“我……”
姚母有心和之前无数次妹妹问起时一样,语调轻松的打哈哈,把这个话题错过去。
可今天的情绪格外难压,长长的叹息声泄露了她的真实想法。
姚小姨一下不知该如何劝。
那人这些年杳无音信的,她们这些亲戚朋友都默认是出了意外。
姚母当年抱着她哭了一场,也放下狠话说以后就当这个人没了。
姚母装的好,大家都信以为真,觉得她想开了。
可细细回想,姚家从没有摆那人的遗像,姚母大概从未接受过他离世。
“婚礼前,汪新带着玉玲去墓地祭拜,把两人要结婚的消息告诉他娘。
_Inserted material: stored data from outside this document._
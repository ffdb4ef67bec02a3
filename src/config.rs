use std::str::FromStr;
use std::time::Duration;

use tracing::warn;

use crate::address::{ApiRoot, DEFAULT_API_VERSION, DEFAULT_BASE_URL};
use crate::batch::DEFAULT_GROUP_SIZE;

pub const DEFAULT_USER: &str = "simonpure";

#[derive(Debug, Clone, PartialEq)]
pub struct Config {
    pub base_url: String,
    pub api_version: String,
    /// Addresses fetched concurrently per group.
    pub group_size: usize,
    pub user_agent: String,
    /// Per-request timeout. `None` lets a hung request stall its group.
    pub request_timeout: Option<Duration>,
    pub default_user: String,
    pub default_filter: String,
}

impl Default for Config {
    fn default() -> Self {
        Self {
            base_url: DEFAULT_BASE_URL.to_string(),
            api_version: DEFAULT_API_VERSION.to_string(),
            group_size: DEFAULT_GROUP_SIZE,
            user_agent: concat!("hn-blog/", env!("CARGO_PKG_VERSION")).to_string(),
            request_timeout: None,
            default_user: DEFAULT_USER.to_string(),
            default_filter: String::new(),
        }
    }
}

impl Config {
    /// Defaults overlaid with `HN_BLOG_*` environment variables.
    pub fn from_env() -> Self {
        Self::from_lookup(|key| std::env::var(key).ok())
    }

    pub fn from_lookup<F>(lookup: F) -> Self
    where
        F: Fn(&str) -> Option<String>,
    {
        let mut config = Self::default();

        if let Some(base_url) = lookup("HN_BLOG_BASE_URL") {
            config.base_url = base_url;
        }
        if let Some(version) = lookup("HN_BLOG_API_VERSION") {
            config.api_version = version;
        }
        if let Some(size) = parse_var::<usize>(&lookup, "HN_BLOG_GROUP_SIZE") {
            config.group_size = size;
        }
        if let Some(secs) = parse_var::<u64>(&lookup, "HN_BLOG_TIMEOUT_SECS") {
            config.request_timeout = Some(Duration::from_secs(secs));
        }
        if let Some(user) = lookup("HN_BLOG_USER") {
            config.default_user = user;
        }
        if let Some(filter) = lookup("HN_BLOG_FILTER") {
            config.default_filter = filter;
        }

        config
    }

    pub fn api_root(&self) -> ApiRoot {
        ApiRoot::new(&self.base_url, &self.api_version)
    }

    /// Group size clamped to at least one address per group.
    pub fn effective_group_size(&self) -> usize {
        self.group_size.max(1)
    }
}

fn parse_var<T: FromStr>(lookup: &impl Fn(&str) -> Option<String>, key: &str) -> Option<T> {
    let raw = lookup(key)?;
    match raw.trim().parse::<T>() {
        Ok(value) => Some(value),
        Err(_) => {
            warn!(key, value = %raw, "ignoring unparsable configuration value");
            None
        }
    }
}

#[cfg(test)]
mod tests {
    use super::*;
    use std::collections::HashMap;

    fn lookup(pairs: &[(&str, &str)]) -> impl Fn(&str) -> Option<String> {
        let vars: HashMap<String, String> = pairs
            .iter()
            .map(|(k, v)| (k.to_string(), v.to_string()))
            .collect();
        move |key: &str| vars.get(key).cloned()
    }

    #[test]
    fn defaults_match_public_api() {
        let config = Config::default();
        assert_eq!(config.group_size, 100);
        assert_eq!(config.request_timeout, None);
        assert_eq!(config.default_user, "simonpure");
        assert_eq!(
            config.api_root().item(1).as_str(),
            "https://hacker-news.firebaseio.com/v0/item/1.json"
        );
    }

    #[test]
    fn environment_overrides_defaults() {
        let config = Config::from_lookup(lookup(&[
            ("HN_BLOG_BASE_URL", "http://127.0.0.1:9000"),
            ("HN_BLOG_GROUP_SIZE", "25"),
            ("HN_BLOG_TIMEOUT_SECS", "10"),
            ("HN_BLOG_USER", "pg"),
            ("HN_BLOG_FILTER", "Ask"),
        ]));
        assert_eq!(config.base_url, "http://127.0.0.1:9000");
        assert_eq!(config.group_size, 25);
        assert_eq!(config.request_timeout, Some(Duration::from_secs(10)));
        assert_eq!(config.default_user, "pg");
        assert_eq!(config.default_filter, "Ask");
        assert_eq!(config.api_version, "v0");
    }

    #[test]
    fn unparsable_numbers_are_ignored() {
        let config = Config::from_lookup(lookup(&[("HN_BLOG_GROUP_SIZE", "lots")]));
        assert_eq!(config.group_size, 100);
    }

    #[test]
    fn zero_group_size_is_clamped() {
        let config = Config {
            group_size: 0,
            ..Config::default()
        };
        assert_eq!(config.effective_group_size(), 1);
    }
}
然后,俩孩子也问我,是不是应该去祭拜一下玉玲爸爸,我当时都不知道该说什么……”
姚母的声音逐渐带上了哭腔,“日子最困难的那几年,我经常做梦梦到他。有时候梦到他在外面跟别的女人过上了,有时候又梦到他实验出了事故,整个人血淋淋的出现在我面前,抱着我哭,说他也想家想我和孩子。”
“这样的日子真的难熬,有时候觉得他怕是早就投胎转世,有时候又抱有一线希望。”